**Excerpted records:**
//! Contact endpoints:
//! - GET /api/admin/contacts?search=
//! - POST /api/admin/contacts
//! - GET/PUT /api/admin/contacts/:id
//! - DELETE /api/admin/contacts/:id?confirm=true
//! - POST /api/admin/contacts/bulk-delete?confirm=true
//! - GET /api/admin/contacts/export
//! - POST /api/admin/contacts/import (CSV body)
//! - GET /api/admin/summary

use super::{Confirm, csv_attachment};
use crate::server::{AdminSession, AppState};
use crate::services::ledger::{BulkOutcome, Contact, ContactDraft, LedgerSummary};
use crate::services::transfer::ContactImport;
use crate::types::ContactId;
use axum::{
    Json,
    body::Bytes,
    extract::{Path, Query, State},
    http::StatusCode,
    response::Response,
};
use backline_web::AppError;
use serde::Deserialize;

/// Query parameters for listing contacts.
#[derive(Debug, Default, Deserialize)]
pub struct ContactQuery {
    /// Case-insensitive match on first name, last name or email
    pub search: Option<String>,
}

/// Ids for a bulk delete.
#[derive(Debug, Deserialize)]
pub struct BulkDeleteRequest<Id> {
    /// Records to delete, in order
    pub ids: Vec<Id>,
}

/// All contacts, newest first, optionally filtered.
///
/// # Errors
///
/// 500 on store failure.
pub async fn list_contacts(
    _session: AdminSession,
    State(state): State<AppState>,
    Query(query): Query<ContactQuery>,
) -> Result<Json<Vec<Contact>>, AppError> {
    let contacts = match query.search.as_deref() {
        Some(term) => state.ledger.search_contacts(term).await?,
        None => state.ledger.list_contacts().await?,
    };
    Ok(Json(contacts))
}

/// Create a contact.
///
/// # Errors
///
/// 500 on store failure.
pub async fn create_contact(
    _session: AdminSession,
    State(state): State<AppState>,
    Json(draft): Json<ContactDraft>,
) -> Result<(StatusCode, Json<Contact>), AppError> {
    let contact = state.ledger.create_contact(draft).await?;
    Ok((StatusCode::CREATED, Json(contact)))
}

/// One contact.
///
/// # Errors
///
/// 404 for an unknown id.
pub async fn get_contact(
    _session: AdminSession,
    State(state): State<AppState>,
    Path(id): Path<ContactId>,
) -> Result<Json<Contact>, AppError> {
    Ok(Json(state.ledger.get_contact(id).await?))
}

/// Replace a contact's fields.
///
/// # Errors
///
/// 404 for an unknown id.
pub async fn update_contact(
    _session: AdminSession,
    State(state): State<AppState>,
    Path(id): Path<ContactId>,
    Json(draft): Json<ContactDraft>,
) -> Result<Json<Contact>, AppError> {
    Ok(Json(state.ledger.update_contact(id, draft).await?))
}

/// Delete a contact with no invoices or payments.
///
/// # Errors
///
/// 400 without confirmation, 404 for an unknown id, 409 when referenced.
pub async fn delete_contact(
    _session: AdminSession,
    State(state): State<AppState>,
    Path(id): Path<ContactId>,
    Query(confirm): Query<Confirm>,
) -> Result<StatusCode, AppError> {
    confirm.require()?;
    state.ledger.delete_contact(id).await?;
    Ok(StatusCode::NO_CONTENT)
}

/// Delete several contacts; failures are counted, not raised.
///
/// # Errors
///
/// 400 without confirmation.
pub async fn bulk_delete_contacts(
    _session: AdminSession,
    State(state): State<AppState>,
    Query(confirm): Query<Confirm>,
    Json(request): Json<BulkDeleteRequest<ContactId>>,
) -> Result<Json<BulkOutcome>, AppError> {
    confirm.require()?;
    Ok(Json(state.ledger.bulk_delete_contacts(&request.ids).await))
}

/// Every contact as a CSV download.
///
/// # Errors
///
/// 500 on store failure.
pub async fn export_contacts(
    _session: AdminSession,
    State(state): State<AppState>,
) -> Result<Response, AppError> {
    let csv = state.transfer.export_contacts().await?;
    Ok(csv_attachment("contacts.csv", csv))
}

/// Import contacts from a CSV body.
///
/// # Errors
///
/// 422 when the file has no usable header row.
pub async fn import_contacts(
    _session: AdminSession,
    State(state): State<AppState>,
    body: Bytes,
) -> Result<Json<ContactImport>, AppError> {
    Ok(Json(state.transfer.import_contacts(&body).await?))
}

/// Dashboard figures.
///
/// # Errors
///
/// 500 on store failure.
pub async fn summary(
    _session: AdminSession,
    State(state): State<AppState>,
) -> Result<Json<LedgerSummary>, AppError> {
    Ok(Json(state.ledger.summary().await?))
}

==

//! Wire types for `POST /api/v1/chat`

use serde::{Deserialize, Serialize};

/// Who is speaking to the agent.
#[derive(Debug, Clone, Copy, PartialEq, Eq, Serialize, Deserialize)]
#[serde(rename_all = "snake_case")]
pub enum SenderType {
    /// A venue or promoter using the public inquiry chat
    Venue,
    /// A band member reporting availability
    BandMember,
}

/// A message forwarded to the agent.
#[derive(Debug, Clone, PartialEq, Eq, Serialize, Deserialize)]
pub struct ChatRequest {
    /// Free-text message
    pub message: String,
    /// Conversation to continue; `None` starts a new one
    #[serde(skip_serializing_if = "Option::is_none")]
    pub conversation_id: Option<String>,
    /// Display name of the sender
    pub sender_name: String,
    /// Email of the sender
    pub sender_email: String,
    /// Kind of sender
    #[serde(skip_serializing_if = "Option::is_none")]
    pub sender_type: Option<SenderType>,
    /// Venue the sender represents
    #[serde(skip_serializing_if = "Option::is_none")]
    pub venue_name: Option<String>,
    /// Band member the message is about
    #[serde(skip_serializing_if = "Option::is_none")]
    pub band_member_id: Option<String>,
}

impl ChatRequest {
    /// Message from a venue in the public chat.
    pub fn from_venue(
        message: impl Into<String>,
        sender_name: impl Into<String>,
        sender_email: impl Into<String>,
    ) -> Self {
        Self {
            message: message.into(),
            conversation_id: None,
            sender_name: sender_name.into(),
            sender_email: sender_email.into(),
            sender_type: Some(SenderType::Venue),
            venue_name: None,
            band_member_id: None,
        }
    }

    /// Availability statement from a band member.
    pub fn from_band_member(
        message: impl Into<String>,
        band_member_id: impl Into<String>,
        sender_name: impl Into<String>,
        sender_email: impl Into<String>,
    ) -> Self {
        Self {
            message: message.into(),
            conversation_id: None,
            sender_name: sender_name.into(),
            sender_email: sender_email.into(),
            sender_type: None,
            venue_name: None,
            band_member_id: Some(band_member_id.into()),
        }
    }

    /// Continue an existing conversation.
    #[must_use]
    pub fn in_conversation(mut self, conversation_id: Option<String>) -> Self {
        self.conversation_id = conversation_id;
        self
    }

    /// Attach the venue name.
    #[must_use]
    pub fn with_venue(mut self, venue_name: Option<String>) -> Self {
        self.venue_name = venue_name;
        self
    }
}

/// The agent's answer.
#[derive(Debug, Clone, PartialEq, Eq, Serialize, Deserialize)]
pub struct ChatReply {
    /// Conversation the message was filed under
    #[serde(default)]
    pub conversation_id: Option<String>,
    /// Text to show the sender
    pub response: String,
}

**Activity:**
Work out how many lines of the material include the word "first", then answer with that number alone.

**Result of the task:**
2